• [DIRECTIONS FOR THIS TASK]: Track down each line below containing the string "cursor" and copy it.

• [DATA TO PROCESS]:
·····

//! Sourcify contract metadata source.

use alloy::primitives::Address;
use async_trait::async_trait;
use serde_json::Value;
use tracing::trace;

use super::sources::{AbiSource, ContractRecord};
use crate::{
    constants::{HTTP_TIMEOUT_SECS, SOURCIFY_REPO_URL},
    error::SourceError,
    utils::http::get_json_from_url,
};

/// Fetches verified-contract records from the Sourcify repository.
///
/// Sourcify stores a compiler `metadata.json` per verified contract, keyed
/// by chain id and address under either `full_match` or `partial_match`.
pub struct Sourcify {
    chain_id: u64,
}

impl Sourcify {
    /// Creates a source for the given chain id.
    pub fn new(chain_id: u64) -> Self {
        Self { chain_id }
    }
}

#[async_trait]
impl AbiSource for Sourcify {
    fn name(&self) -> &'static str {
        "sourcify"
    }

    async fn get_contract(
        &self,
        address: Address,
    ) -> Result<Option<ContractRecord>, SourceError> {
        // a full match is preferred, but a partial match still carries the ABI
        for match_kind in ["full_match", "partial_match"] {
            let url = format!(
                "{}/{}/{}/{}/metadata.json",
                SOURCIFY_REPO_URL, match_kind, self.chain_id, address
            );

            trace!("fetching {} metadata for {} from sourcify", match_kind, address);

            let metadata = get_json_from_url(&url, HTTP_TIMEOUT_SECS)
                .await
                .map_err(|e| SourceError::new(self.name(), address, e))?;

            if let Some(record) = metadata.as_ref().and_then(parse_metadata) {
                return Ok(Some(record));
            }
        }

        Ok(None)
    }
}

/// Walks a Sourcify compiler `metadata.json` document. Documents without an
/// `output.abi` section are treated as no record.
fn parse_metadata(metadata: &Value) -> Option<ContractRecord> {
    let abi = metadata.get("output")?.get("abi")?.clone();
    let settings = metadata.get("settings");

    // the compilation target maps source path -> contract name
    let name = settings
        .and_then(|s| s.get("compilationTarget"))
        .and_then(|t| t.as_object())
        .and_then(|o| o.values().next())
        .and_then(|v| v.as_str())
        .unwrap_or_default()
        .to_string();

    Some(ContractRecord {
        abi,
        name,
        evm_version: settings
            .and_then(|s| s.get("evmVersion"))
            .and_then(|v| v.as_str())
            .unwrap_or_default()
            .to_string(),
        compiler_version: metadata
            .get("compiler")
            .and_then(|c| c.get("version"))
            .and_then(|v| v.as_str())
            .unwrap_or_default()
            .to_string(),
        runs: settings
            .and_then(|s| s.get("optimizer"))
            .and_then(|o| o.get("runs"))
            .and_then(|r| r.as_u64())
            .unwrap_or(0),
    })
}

·····

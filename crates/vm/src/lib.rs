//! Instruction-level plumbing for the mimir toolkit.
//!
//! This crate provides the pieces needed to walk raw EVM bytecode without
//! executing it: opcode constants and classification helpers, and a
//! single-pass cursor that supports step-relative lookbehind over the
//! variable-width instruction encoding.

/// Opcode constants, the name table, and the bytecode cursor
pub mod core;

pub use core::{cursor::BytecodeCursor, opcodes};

·····

• [EXERCISE SOLUTION]:
//! single-pass cursor that supports step-relative lookbehind over the
/// Opcode constants, the name table, and the bytecode cursor
pub use core::{cursor::BytecodeCursor, opcodes};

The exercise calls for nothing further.